Among the entries below, find all lines that include "transitions" and copy them.
---- RECORDS SUPPLIED
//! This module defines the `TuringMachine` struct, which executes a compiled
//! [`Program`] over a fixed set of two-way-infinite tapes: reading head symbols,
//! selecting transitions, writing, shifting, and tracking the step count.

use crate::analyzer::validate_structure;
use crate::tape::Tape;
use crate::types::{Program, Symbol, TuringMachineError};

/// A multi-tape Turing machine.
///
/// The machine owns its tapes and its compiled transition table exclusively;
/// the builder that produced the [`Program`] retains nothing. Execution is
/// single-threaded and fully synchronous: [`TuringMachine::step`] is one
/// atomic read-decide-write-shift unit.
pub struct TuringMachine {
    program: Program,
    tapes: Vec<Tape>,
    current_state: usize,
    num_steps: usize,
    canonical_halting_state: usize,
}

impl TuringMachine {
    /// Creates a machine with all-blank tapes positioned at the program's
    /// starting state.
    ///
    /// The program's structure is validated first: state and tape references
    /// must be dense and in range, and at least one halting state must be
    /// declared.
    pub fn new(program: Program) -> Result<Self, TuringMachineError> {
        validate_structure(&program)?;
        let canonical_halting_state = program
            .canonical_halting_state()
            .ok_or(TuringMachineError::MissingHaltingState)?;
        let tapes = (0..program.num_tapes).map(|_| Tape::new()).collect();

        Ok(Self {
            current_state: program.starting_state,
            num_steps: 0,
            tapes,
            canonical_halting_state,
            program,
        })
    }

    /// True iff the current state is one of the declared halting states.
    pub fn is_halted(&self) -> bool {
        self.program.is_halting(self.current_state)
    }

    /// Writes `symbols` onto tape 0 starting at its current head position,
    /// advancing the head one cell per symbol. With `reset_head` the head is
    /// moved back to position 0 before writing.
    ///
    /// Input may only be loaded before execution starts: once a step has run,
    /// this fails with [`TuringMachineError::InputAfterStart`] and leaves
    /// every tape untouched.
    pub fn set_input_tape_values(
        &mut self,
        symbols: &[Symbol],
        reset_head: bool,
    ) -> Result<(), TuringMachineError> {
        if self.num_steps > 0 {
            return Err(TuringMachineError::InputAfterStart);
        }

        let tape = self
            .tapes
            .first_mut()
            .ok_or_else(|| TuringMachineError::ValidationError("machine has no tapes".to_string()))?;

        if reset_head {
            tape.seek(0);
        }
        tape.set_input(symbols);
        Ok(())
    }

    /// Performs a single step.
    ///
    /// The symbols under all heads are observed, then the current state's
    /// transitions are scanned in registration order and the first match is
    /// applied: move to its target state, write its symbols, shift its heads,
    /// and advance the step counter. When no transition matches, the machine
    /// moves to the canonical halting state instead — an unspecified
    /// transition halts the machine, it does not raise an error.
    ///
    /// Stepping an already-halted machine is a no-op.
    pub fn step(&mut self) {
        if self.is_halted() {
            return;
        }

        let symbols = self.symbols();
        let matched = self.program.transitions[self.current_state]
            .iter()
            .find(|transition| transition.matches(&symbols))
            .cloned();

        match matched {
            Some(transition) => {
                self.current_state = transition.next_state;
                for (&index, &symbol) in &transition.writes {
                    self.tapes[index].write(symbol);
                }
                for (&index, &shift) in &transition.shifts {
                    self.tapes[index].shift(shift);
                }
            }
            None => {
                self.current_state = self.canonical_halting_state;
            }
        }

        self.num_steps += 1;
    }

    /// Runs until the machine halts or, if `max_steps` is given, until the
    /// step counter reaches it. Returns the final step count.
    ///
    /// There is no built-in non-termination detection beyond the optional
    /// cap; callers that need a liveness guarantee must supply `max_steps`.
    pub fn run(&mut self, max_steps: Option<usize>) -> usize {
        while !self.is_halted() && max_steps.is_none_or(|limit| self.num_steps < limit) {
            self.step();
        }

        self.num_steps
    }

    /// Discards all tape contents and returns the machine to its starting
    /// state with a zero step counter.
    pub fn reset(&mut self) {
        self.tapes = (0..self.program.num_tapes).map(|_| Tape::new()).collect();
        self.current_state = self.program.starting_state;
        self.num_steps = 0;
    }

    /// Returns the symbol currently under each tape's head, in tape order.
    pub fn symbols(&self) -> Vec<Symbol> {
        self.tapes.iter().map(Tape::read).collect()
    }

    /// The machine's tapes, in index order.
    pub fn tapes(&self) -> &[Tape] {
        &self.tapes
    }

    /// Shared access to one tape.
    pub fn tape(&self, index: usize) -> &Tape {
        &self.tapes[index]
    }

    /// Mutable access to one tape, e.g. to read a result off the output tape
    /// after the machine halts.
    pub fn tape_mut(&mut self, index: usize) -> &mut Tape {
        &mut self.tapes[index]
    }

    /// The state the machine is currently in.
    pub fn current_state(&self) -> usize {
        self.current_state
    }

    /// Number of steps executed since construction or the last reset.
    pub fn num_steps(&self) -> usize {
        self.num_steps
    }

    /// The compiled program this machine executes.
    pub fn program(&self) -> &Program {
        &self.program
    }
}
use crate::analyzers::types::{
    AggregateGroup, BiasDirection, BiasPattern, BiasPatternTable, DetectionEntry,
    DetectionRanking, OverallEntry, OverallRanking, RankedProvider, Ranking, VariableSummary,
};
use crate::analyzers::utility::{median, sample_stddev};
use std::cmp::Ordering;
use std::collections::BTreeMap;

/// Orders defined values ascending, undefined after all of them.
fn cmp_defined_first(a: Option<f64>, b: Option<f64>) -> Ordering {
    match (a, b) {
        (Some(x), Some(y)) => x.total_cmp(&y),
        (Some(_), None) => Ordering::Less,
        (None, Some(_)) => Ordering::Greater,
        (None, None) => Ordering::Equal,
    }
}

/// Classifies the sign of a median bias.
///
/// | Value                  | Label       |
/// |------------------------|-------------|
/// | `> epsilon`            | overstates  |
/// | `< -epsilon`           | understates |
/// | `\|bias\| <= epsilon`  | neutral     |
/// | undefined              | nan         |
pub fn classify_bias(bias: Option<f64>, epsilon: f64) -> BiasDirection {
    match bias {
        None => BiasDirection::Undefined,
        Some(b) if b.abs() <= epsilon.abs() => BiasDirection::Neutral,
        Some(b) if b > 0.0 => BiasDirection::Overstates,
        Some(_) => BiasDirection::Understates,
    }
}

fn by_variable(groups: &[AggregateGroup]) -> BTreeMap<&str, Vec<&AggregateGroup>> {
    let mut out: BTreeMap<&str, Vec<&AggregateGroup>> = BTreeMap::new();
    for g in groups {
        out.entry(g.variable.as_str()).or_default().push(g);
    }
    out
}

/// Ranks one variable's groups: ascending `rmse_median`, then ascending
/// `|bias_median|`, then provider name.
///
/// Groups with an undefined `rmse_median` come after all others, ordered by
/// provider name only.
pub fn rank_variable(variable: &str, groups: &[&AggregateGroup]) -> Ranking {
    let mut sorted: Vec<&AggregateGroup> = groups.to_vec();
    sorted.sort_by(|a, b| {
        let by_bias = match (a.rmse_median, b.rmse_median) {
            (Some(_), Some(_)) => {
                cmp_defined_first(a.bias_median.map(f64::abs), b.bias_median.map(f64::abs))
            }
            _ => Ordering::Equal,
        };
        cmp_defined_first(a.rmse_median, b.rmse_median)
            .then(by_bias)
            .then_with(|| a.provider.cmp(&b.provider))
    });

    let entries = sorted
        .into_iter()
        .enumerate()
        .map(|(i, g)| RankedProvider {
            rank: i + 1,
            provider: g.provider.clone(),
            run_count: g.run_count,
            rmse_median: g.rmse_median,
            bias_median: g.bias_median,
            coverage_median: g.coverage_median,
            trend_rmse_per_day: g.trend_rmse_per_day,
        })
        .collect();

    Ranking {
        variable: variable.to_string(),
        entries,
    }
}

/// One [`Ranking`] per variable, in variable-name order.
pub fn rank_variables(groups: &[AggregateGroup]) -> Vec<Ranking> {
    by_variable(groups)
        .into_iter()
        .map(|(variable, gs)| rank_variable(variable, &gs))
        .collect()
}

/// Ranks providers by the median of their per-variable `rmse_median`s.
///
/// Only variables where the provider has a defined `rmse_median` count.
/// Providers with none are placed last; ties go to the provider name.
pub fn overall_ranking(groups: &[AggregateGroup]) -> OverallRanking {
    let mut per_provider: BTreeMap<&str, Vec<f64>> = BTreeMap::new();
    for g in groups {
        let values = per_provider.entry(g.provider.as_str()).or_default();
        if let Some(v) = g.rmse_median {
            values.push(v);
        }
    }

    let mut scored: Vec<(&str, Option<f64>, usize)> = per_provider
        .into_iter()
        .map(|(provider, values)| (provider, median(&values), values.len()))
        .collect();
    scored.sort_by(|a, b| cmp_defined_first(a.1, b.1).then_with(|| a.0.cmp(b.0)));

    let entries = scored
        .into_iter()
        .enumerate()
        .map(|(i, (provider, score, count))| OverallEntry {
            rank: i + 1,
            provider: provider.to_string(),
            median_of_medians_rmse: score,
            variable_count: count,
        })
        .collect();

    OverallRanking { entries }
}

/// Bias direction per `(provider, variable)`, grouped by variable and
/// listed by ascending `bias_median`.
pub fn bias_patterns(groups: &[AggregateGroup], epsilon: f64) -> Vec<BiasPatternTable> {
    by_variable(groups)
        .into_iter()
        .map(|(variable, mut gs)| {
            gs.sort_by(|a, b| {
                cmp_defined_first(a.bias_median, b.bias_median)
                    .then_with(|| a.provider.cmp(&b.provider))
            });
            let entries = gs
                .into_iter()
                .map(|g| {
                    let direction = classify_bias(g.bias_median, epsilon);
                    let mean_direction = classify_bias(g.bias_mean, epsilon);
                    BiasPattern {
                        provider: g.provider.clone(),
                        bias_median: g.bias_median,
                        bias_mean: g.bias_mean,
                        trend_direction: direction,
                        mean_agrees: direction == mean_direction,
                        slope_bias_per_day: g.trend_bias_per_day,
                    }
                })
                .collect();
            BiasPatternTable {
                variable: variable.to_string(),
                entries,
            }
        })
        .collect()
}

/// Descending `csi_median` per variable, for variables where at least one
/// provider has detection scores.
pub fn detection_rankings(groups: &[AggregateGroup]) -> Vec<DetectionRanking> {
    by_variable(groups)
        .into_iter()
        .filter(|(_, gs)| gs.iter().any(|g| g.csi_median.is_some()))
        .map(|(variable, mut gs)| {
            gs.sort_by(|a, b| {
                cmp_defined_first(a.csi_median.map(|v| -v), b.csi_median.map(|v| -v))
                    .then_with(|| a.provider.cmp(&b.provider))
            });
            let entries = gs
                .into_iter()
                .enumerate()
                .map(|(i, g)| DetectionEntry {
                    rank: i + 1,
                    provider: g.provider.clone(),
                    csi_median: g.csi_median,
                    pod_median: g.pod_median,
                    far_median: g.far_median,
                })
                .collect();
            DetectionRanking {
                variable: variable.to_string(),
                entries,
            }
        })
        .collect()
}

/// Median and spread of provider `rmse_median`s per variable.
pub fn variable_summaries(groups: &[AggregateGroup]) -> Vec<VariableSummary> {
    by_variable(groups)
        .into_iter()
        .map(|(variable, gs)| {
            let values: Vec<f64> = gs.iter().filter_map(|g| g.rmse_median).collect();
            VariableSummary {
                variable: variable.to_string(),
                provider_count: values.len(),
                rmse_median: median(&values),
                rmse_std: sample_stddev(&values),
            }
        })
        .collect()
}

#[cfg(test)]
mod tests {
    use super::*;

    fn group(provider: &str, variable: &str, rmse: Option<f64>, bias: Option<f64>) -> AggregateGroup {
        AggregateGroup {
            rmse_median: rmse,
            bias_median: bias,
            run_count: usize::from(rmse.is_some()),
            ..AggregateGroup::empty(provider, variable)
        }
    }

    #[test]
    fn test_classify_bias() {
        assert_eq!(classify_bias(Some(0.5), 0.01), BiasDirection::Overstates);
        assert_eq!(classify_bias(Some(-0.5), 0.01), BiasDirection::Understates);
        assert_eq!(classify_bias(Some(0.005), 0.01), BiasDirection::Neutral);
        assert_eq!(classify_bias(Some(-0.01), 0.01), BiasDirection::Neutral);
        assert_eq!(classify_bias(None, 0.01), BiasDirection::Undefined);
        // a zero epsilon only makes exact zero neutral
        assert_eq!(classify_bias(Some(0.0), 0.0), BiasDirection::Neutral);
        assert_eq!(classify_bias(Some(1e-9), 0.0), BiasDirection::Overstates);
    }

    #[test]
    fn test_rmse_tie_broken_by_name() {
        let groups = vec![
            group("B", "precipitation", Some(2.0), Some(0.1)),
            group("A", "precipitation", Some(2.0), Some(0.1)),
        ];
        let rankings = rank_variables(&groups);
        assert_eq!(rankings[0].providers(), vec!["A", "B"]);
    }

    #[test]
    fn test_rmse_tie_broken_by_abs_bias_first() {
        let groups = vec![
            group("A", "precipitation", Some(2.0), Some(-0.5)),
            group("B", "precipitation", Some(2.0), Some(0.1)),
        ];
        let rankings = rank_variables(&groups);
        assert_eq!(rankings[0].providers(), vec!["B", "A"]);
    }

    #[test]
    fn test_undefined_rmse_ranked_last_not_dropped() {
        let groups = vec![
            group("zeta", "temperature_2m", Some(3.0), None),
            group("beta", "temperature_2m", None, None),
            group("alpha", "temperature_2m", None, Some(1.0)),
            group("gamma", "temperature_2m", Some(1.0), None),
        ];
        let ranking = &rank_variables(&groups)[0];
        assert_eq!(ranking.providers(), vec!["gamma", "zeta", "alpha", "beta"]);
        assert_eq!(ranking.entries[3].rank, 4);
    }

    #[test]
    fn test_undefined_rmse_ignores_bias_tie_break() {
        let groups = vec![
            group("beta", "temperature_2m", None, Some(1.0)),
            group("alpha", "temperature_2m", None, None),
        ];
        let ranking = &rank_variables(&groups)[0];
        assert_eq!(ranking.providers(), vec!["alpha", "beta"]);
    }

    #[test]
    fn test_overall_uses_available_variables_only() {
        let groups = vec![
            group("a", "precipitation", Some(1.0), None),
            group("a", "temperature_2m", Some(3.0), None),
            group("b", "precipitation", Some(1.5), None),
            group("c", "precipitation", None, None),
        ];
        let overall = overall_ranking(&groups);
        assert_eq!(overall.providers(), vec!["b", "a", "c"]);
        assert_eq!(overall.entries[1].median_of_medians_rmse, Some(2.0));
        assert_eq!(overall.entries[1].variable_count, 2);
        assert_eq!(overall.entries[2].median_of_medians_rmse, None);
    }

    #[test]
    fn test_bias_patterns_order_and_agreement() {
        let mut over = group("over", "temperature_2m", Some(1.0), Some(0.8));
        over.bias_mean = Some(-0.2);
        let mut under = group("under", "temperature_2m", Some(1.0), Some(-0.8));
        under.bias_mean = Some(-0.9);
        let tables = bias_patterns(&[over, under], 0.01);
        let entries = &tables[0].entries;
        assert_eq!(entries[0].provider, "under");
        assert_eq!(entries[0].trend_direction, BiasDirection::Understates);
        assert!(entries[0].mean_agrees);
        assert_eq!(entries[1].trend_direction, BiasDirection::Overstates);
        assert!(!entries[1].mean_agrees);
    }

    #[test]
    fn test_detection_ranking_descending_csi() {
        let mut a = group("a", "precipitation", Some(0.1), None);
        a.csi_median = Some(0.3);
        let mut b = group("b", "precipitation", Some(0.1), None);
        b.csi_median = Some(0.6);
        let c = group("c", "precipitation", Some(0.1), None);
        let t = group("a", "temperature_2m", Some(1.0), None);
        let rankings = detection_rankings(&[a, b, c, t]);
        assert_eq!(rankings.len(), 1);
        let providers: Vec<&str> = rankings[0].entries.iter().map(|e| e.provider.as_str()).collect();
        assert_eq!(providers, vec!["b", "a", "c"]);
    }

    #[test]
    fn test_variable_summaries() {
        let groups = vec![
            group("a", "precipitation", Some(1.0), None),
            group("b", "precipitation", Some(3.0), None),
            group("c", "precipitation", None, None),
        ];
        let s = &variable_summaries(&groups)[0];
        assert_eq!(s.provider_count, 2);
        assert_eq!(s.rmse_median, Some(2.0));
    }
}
--------
- RESULT BELOW -
//! selecting transitions, writing, shifting, and tracking the step count.
    /// transitions are scanned in registration order and the first match is
        let matched = self.program.transitions[self.current_state]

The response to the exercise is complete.